Parte dalla Turchia la rotta di milioni di persone che si imbarcano su motonavi di fortuna per sfuggire da Iraq, Somalia e Siria. Le ragioni sono da ricercare nell'assenza di controlli da parte di Ankara, accusata di "un vero e proprio boicottaggio di accordi già siglati”. E nella terza città turca aumentano le vendite di giubbotti di salvataggio per gli immigrati
Una volta era l’Albania, con la motonave Vlora che giunse stracolma di immigrati al porto di Bari l’8 agosto del 1991, a rappresentare il porto di partenza per gli extracomunitari che sognavano l’approdo in Europa. Oggi invece, al netto delle primavere arabe e della costante e irrisolta instabilità in Libia e Siria, parte dalla Turchia la nuova rotta di milioni di disperati. Dal porto di Smirne si imbarcano su motonavi di fortuna, pescherecci, gommoni di seconda mano un tempo appartenenti ai militari. Destinazione? Il Vecchio Continente, ma passando dalla Grecia giunta al collasso con due milioni di immigrati (cifre ufficiali) e con due macroelementi significativi.
Il primo riguarda l’assenza di controlli sia di terra alla frontiera settentrionale con la Turchia, sia in mare con intere isolette disabitate utilizzate dagli scafisti come basi logistiche che nel tempo sono diventate cimiteri umani. E’uno dei motivi per cui, ad esempio, in Grecia il partito neonazista di Alba dorata ha ottenuto risultati significativi alle urne, promettendo la costruzione di un muro proprio in quella striscia di terra che separa Grecia e Turchia e che di fatto non brilla per controlli e segnalazioni.
Il secondo di natura più “commerciale“, con la notizia di diversi negozi nel quartiere di Basmas, a Smirne, che hanno messo in vendita giubbotti di salvataggio ad immigrati provenienti da Iraq, Somalia e Siria in procinto di raggiungere l’Europa attraverso la Grecia. Un dato che rafforza la tesi secondo cui è la Turchia lo snodo, incontrollato e nuovo, di cui i commercianti di uomini si sono impossessati per lucrare su guerre e popoli in fuga. “La responsabilità maggiore è delle autorità tuche”, osserva a ilfattoquotidiano.it Dimitri Deliolanes, corrispondente in Italia della televisione greca Ert, oggi chiamata Nerit. “Tra Ue e Turchia ci sono una serie di accordi per il controllo delle frontiere ma – continua – non vengono applicati perché Ankara in cambio vorrebbe eliminare l’obbligo di visto per i propri concittadini che entrano in area Schengen. Per cui la Turchia opera un vero e proprio boicottaggio di accordi già siglati sulla pelle dell’anello debole dell’Ue, la Grecia”.

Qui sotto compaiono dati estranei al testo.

#[cfg(test)]
mod tests {
    use super::*;
    use crate::snapshot::SourceResult;
    use serde_json::json;
    use std::sync::atomic::{AtomicI64, Ordering};
    use std::sync::Arc;

    /// Engine whose clock can be advanced from the test body.
    fn make_engine(base: DateTime<Utc>) -> (PredictionEngine, Arc<AtomicI64>) {
        let offset_secs = Arc::new(AtomicI64::new(0));
        let offset = offset_secs.clone();
        let engine = PredictionEngine::with_clock(Box::new(move || {
            base + Duration::seconds(offset.load(Ordering::SeqCst))
        }));
        (engine, offset_secs)
    }

    fn make_snapshot(scores: &[(&str, f64)]) -> Snapshot {
        let mut snapshot = Snapshot::new(Utc::now());
        for (name, score) in scores {
            snapshot.sources.insert(
                name.to_string(),
                SourceResult {
                    score: *score,
                    fields: json!({}),
                    raw: Some(json!({})),
                },
            );
        }
        snapshot
    }

    /// Feed a per-source score series through the engine, one cycle each.
    fn feed(engine: &mut PredictionEngine, name: &str, scores: &[f64]) {
        for score in scores {
            engine.run_cycle(&make_snapshot(&[(name, *score)]));
        }
    }

    const STEADY: [f64; 11] = [80.0, 82.0, 79.0, 81.0, 83.0, 80.0, 78.0, 82.0, 81.0, 80.0, 79.0];

    #[test]
    fn test_steady_series_raises_no_prediction() {
        let (mut engine, _) = make_engine(Utc::now());
        feed(&mut engine, "traffic_x", &STEADY);

        let (active, stats) = engine.active_predictions_and_stats();
        assert!(active.is_empty());
        assert_eq!(stats.total_validated, 0);
    }

    #[test]
    fn test_sharp_drop_raises_major_prediction() {
        // Spec scenario: 11 readings around 80, then a drop to 20.
        let base = Utc::now();
        let (mut engine, _) = make_engine(base);
        feed(&mut engine, "traffic_x", &STEADY);
        feed(&mut engine, "traffic_x", &[20.0]);

        let (active, _) = engine.active_predictions_and_stats();
        assert_eq!(active.len(), 1);
        let p = &active[0];

        assert_eq!(p.source_key, "traffic_x");
        assert_eq!(p.severity, Severity::Major);
        assert_eq!(p.validate_at - p.created_at, Duration::minutes(30));
        assert_eq!(p.trigger_score, 20.0);
        assert!(p.validation_threshold < p.historical_mean_at_trigger);
        assert!((50.0..=99.0).contains(&p.confidence));
        assert!(p.summary.contains("Major"));
    }

    #[test]
    fn test_flat_then_drop_raises_prediction() {
        // Spec property: [50, 50, ..., 50, 10] with >= 11 points.
        let (mut engine, _) = make_engine(Utc::now());
        feed(&mut engine, "road_a", &[50.0; 11]);
        feed(&mut engine, "road_a", &[10.0]);

        let (active, _) = engine.active_predictions_and_stats();
        assert_eq!(active.len(), 1);
        let p = &active[0];
        assert!(p.validation_threshold < p.historical_mean_at_trigger);
        assert!((50.0..=99.0).contains(&p.confidence));
    }

    #[test]
    fn test_near_constant_series_never_triggers() {
        // stdev below 1.0 is insufficient spread to trust a trigger
        let (mut engine, _) = make_engine(Utc::now());
        let wiggle: Vec<f64> = (0..30).map(|i| 50.0 + (i % 2) as f64 * 0.2).collect();
        feed(&mut engine, "road_b", &wiggle);
        feed(&mut engine, "road_b", &[49.0]);

        let (active, _) = engine.active_predictions_and_stats();
        assert!(active.is_empty());
    }

    #[test]
    fn test_at_most_one_active_per_source() {
        let (mut engine, _) = make_engine(Utc::now());
        feed(&mut engine, "traffic_x", &STEADY);
        // Repeated anomalous readings while the first prediction is active
        feed(&mut engine, "traffic_x", &[20.0, 21.0, 19.0]);

        let (active, _) = engine.active_predictions_and_stats();
        assert_eq!(active.len(), 1);
    }

    #[test]
    fn test_one_prediction_per_cycle_even_with_multiple_candidates() {
        let (mut engine, _) = make_engine(Utc::now());
        // Build identical baselines for two sources in the same cycles
        for score in STEADY {
            engine.run_cycle(&make_snapshot(&[("road_a", score), ("road_b", score)]));
        }
        // Both drop in the same cycle; only the first in stable order triggers
        engine.run_cycle(&make_snapshot(&[("road_a", 20.0), ("road_b", 20.0)]));

        let (active, _) = engine.active_predictions_and_stats();
        assert_eq!(active.len(), 1);
        assert_eq!(active[0].source_key, "road_a");

        // The second qualifies on the following cycle
        engine.run_cycle(&make_snapshot(&[("road_a", 20.0), ("road_b", 20.0)]));
        let (active, _) = engine.active_predictions_and_stats();
        assert_eq!(active.len(), 2);
    }

    #[test]
    fn test_validation_correct_when_score_stays_low() {
        let base = Utc::now();
        let (mut engine, clock) = make_engine(base);
        feed(&mut engine, "traffic_x", &STEADY);
        feed(&mut engine, "traffic_x", &[20.0]);

        let (active, _) = engine.active_predictions_and_stats();
        let threshold = active[0].validation_threshold;

        // Jump past the 30-minute validation window; score still below threshold
        clock.store(31 * 60, Ordering::SeqCst);
        engine.run_cycle(&make_snapshot(&[("traffic_x", threshold - 5.0)]));

        let (active, stats) = engine.active_predictions_and_stats();
        assert!(active.is_empty());
        assert_eq!(stats.total_validated, 1);
        assert_eq!(stats.total_correct, 1);
        assert_eq!(stats.accuracy_percent(), 100.0);
    }

    #[test]
    fn test_validation_incorrect_when_score_recovers() {
        let base = Utc::now();
        let (mut engine, clock) = make_engine(base);
        feed(&mut engine, "traffic_x", &STEADY);
        feed(&mut engine, "traffic_x", &[20.0]);

        clock.store(31 * 60, Ordering::SeqCst);
        engine.run_cycle(&make_snapshot(&[("traffic_x", 85.0)]));

        let (active, stats) = engine.active_predictions_and_stats();
        assert!(active.is_empty());
        assert_eq!(stats.total_validated, 1);
        assert_eq!(stats.total_correct, 0);
        assert_eq!(stats.accuracy_percent(), 0.0);
    }

    #[test]
    fn test_validation_incorrect_when_source_missing() {
        let base = Utc::now();
        let (mut engine, clock) = make_engine(base);
        feed(&mut engine, "traffic_x", &STEADY);
        feed(&mut engine, "traffic_x", &[20.0]);

        // Source absent from the snapshot at validation time
        clock.store(31 * 60, Ordering::SeqCst);
        engine.run_cycle(&make_snapshot(&[("weather", 70.0)]));

        let (_, stats) = engine.active_predictions_and_stats();
        assert_eq!(stats.total_validated, 1);
        assert_eq!(stats.total_correct, 0);
    }

    #[test]
    fn test_terminal_status_never_changes() {
        let base = Utc::now();
        let (mut engine, clock) = make_engine(base);
        feed(&mut engine, "traffic_x", &STEADY);
        feed(&mut engine, "traffic_x", &[20.0]);

        clock.store(31 * 60, Ordering::SeqCst);
        engine.run_cycle(&make_snapshot(&[("traffic_x", 85.0)]));
        let validated_after_first = engine.stats.total_validated;

        // Many more cycles must not re-validate the terminal prediction
        for _ in 0..5 {
            engine.run_cycle(&make_snapshot(&[("traffic_x", 85.0)]));
        }
        assert_eq!(engine.stats.total_validated, validated_after_first);
        assert!(engine
            .predictions
            .values()
            .all(|p| p.status == PredictionStatus::Incorrect));
    }

    #[test]
    fn test_global_cap_blocks_new_predictions() {
        let base = Utc::now();
        let (mut engine, _) = make_engine(base);

        // Saturate the engine with 12 active predictions directly
        for i in 0..MAX_ACTIVE_PREDICTIONS {
            let id = Uuid::new_v4();
            engine.predictions.insert(
                id,
                Prediction {
                    id,
                    source_key: format!("other_{}", i),
                    status: PredictionStatus::Active,
                    created_at: base,
                    validate_at: base + Duration::hours(2),
                    severity: Severity::Minor,
                    confidence: 60.0,
                    trigger_score: 10.0,
                    historical_mean_at_trigger: 50.0,
                    validation_threshold: 40.0,
                    summary: "test".to_string(),
                },
            );
        }

        feed(&mut engine, "traffic_x", &STEADY);
        feed(&mut engine, "traffic_x", &[20.0]);

        // The anomaly qualifies, but the cap holds the line at 12
        assert_eq!(engine.active_count(), MAX_ACTIVE_PREDICTIONS);
        assert!(!engine.has_active_for("traffic_x"));
    }

    #[test]
    fn test_confidence_formula() {
        // Exactly at the trigger: base confidence
        assert_eq!(dynamic_confidence(40.0, 50.0, 5.0), 60.0);
        // One extra stdev beyond the trigger: +15
        assert_eq!(dynamic_confidence(35.0, 50.0, 5.0), 75.0);
        // Deep anomaly clamps at 99
        assert_eq!(dynamic_confidence(0.0, 90.0, 5.0), 99.0);
        // Degenerate spread falls back to 50
        assert_eq!(dynamic_confidence(40.0, 50.0, 0.0), 50.0);
    }

    #[test]
    fn test_display_name() {
        assert_eq!(display_name("princes_st_traffic"), "Princes St Traffic");
        assert_eq!(display_name("weather"), "Weather");
    }
}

Per cui Smirne è diventato una sorta di hub per gli immigrati che vogliono attraversare illegalmente la Grecia, forte anche dei numeri che proprio da Atene provengono, con una situazione di fatto fuori controllo. Secondo Apostolos Veizis, Capo Missione di Medici senza frontiere in Grecia “in sei anni, abbiamo effettuato più di 9.000 visite mediche all’interno dei centri di detenzione e delle stazioni di polizia dove migranti e richiedenti asilo vengono trattenuti. Ma nonostante i nostri ripetuti appelli per il miglioramento delle condizioni di detenzione e l’accesso all’assistenza sanitaria per i migranti, abbiamo visto solo piccoli cambiamenti mentre la situazione generale continua a peggiorare.”
Numerosi gruppi di extracomunitari sempre più spesso trovano rifugio in vecchie fabbriche abbandonate, così come accaduto nella città marittima di Patrasso, alimentando la protesta dei residenti e gli ormai noti episodi di guerriglia urbana contro i militanti di Alba dorata che le forze dell’ordine faticano a controllare. “In Grecia arrivano circa mille extracomunitari al giorno – dice Efi Latsoudi, volontaria di accoglienza nell’isola di Mitilini, al confine con la Turchia – e sarà sempre così perché le guerre e i bisogni portano ad un aumento sempre costante del fenomeno. Qui e nelle isole del Dodecanneso la situazione è particolarmente critica”. Un panorama che fa da sfondo ai problemi legati all’operazione Mare Nostrum, con il peso portato solo dall’Italia e con l’atavica problematica legata al Frontex, l’agenzia europea per il controllo delle migrazioni che ha sede nella “lontana” Polonia anziché al centro del Mediterraneo dove si sta consumando questa assurda crisi.